Within the listing below, please show every line carrying the string "single".

+--

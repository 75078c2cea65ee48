//! Core data model types for conceptflow.
//!
//! Concept nodes and edges are static and loaded once; user knowledge states
//! are the strongly-typed rows the store keeps per (user, node) pair.

use chrono::{DateTime, Utc};
use serde::{Deserialize, Serialize};
use std::fmt;
use std::str::FromStr;

use crate::error::KnowledgeError;

/// Continuous values at or above this quantize to [`KnowledgeLevel::Known`].
pub const KNOWN_THRESHOLD: f64 = 0.75;
/// Continuous values at or above this (and below known) quantize to partial.
pub const PARTIAL_THRESHOLD: f64 = 0.25;

/// A single learnable unit in the concept graph.
#[derive(Debug, Clone, PartialEq, Serialize, Deserialize)]
pub struct ConceptNode {
    /// Unique identifier.
    pub id: String,
    /// Human-readable label.
    pub label: String,
    /// Category the node belongs to (e.g. "linear_algebra").
    pub domain: String,
    /// Depth in the curriculum hierarchy, 0 (root) to 2.
    #[serde(default)]
    pub level: u32,
    /// Difficulty from 1 (easy) to 5 (hard).
    #[serde(default = "default_difficulty")]
    pub difficulty: u8,
    /// What kind of concept this is.
    #[serde(rename = "type", default)]
    pub node_type: NodeType,
}

fn default_difficulty() -> u8 {
    1
}

/// Kinds of concept nodes.
#[derive(Debug, Clone, Copy, Default, PartialEq, Eq, Hash, Serialize, Deserialize)]
#[serde(rename_all = "lowercase")]
pub enum NodeType {
    #[default]
    Concept,
    Theorem,
    Algorithm,
    Model,
    Advertisement,
}

impl fmt::Display for NodeType {
    fn fmt(&self, f: &mut fmt::Formatter<'_>) -> fmt::Result {
        match self {
            NodeType::Concept => write!(f, "concept"),
            NodeType::Theorem => write!(f, "theorem"),
            NodeType::Algorithm => write!(f, "algorithm"),
            NodeType::Model => write!(f, "model"),
            NodeType::Advertisement => write!(f, "advertisement"),
        }
    }
}

impl FromStr for NodeType {
    type Err = String;

    fn from_str(s: &str) -> Result<Self, Self::Err> {
        match s.to_lowercase().as_str() {
            "concept" => Ok(NodeType::Concept),
            "theorem" => Ok(NodeType::Theorem),
            "algorithm" => Ok(NodeType::Algorithm),
            "model" => Ok(NodeType::Model),
            "advertisement" | "ad" => Ok(NodeType::Advertisement),
            other => Err(format!("unknown node type: {other}")),
        }
    }
}

/// A typed, weighted relationship between two concepts.
#[derive(Debug, Clone, PartialEq, Serialize, Deserialize)]
pub struct ConceptEdge {
    /// Source node id.
    pub source: String,
    /// Target node id.
    pub target: String,
    /// Relationship kind.
    #[serde(rename = "type")]
    pub edge_type: EdgeType,
    /// Strength of the relationship in [0, 1].
    pub weight: f64,
}

/// Kinds of concept relationships.
#[derive(Debug, Clone, Copy, PartialEq, Eq, Hash, Serialize, Deserialize)]
#[serde(rename_all = "snake_case")]
pub enum EdgeType {
    /// Source should generally be learned before target.
    Prerequisite,
    Related,
    /// Source is the general form of target.
    Generalizes,
    DerivedFrom,
    EquivalentTo,
}

impl EdgeType {
    /// Whether knowledge flows both ways along edges of this type.
    pub fn is_bidirectional(self) -> bool {
        matches!(self, EdgeType::Related | EdgeType::EquivalentTo)
    }
}

impl fmt::Display for EdgeType {
    fn fmt(&self, f: &mut fmt::Formatter<'_>) -> fmt::Result {
        match self {
            EdgeType::Prerequisite => write!(f, "prerequisite"),
            EdgeType::Related => write!(f, "related"),
            EdgeType::Generalizes => write!(f, "generalizes"),
            EdgeType::DerivedFrom => write!(f, "derived_from"),
            EdgeType::EquivalentTo => write!(f, "equivalent_to"),
        }
    }
}

impl FromStr for EdgeType {
    type Err = String;

    fn from_str(s: &str) -> Result<Self, Self::Err> {
        match s.to_lowercase().as_str() {
            "prerequisite" => Ok(EdgeType::Prerequisite),
            "related" => Ok(EdgeType::Related),
            "generalizes" => Ok(EdgeType::Generalizes),
            "derived_from" => Ok(EdgeType::DerivedFrom),
            "equivalent_to" => Ok(EdgeType::EquivalentTo),
            other => Err(format!("unknown edge type: {other}")),
        }
    }
}

/// Discrete knowledge level, persisted as 0, 0.5 or 1.
///
/// Also used as the outcome of a single assessment.
#[derive(Debug, Clone, Copy, Default, PartialEq, Eq, PartialOrd, Ord, Hash, Serialize, Deserialize)]
#[serde(try_from = "f64", into = "f64")]
pub enum KnowledgeLevel {
    #[default]
    Unknown,
    Partial,
    Known,
}

impl KnowledgeLevel {
    /// Map a continuous `[0, 1]` estimate onto a discrete level.
    ///
    /// Lower bounds are inclusive: 0.25 is partial, 0.75 is known.
    pub fn quantize(value: f64) -> Self {
        if value >= KNOWN_THRESHOLD {
            KnowledgeLevel::Known
        } else if value >= PARTIAL_THRESHOLD {
            KnowledgeLevel::Partial
        } else {
            KnowledgeLevel::Unknown
        }
    }

    /// Numeric value of the level.
    pub fn value(self) -> f64 {
        match self {
            KnowledgeLevel::Unknown => 0.0,
            KnowledgeLevel::Partial => 0.5,
            KnowledgeLevel::Known => 1.0,
        }
    }
}

impl TryFrom<f64> for KnowledgeLevel {
    type Error = KnowledgeError;

    fn try_from(value: f64) -> Result<Self, Self::Error> {
        if value == 0.0 {
            Ok(KnowledgeLevel::Unknown)
        } else if value == 0.5 {
            Ok(KnowledgeLevel::Partial)
        } else if value == 1.0 {
            Ok(KnowledgeLevel::Known)
        } else {
            Err(KnowledgeError::InvalidResult(value))
        }
    }
}

impl From<KnowledgeLevel> for f64 {
    fn from(level: KnowledgeLevel) -> Self {
        level.value()
    }
}

impl fmt::Display for KnowledgeLevel {
    fn fmt(&self, f: &mut fmt::Formatter<'_>) -> fmt::Result {
        match self {
            KnowledgeLevel::Unknown => write!(f, "unknown"),
            KnowledgeLevel::Partial => write!(f, "partial"),
            KnowledgeLevel::Known => write!(f, "known"),
        }
    }
}

/// One learner's estimate for one concept.
#[derive(Debug, Clone, PartialEq, Serialize, Deserialize)]
pub struct UserKnowledgeState {
    pub user_id: String,
    pub node_id: String,
    /// Quantized knowledge level.
    pub knowledge_state: KnowledgeLevel,
    /// Reliability of the estimate in [0, 1].
    pub confidence: f64,
    pub last_updated: DateTime<Utc>,
    /// Set the first time the level reaches known; never cleared.
    #[serde(default)]
    pub first_known_at: Option<DateTime<Utc>>,
}

impl UserKnowledgeState {
    /// Confidence-blended value used by propagation and diffusion.
    pub fn continuous(&self) -> f64 {
        (self.knowledge_state.value() * 0.8 + self.confidence * 0.2).clamp(0.0, 1.0)
    }

    /// Display score for coloring and growth badges.
    ///
    /// Deliberately a different mapping from [`continuous`](Self::continuous);
    /// it never feeds back into the diffusion math.
    pub fn render_knowledge(&self) -> f64 {
        match self.knowledge_state {
            KnowledgeLevel::Known => (0.85 + self.confidence * 0.15).min(1.0),
            KnowledgeLevel::Partial => 0.35 + self.confidence * 0.3,
            KnowledgeLevel::Unknown => self.confidence * 0.15,
        }
    }
}

/// Continuous value of an optional row; missing rows count as 0.
pub fn continuous_knowledge(state: Option<&UserKnowledgeState>) -> f64 {
    state.map_or(0.0, UserKnowledgeState::continuous)
}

+--

» Result below
/// A single learnable unit in the concept graph.
/// Also used as the outcome of a single assessment.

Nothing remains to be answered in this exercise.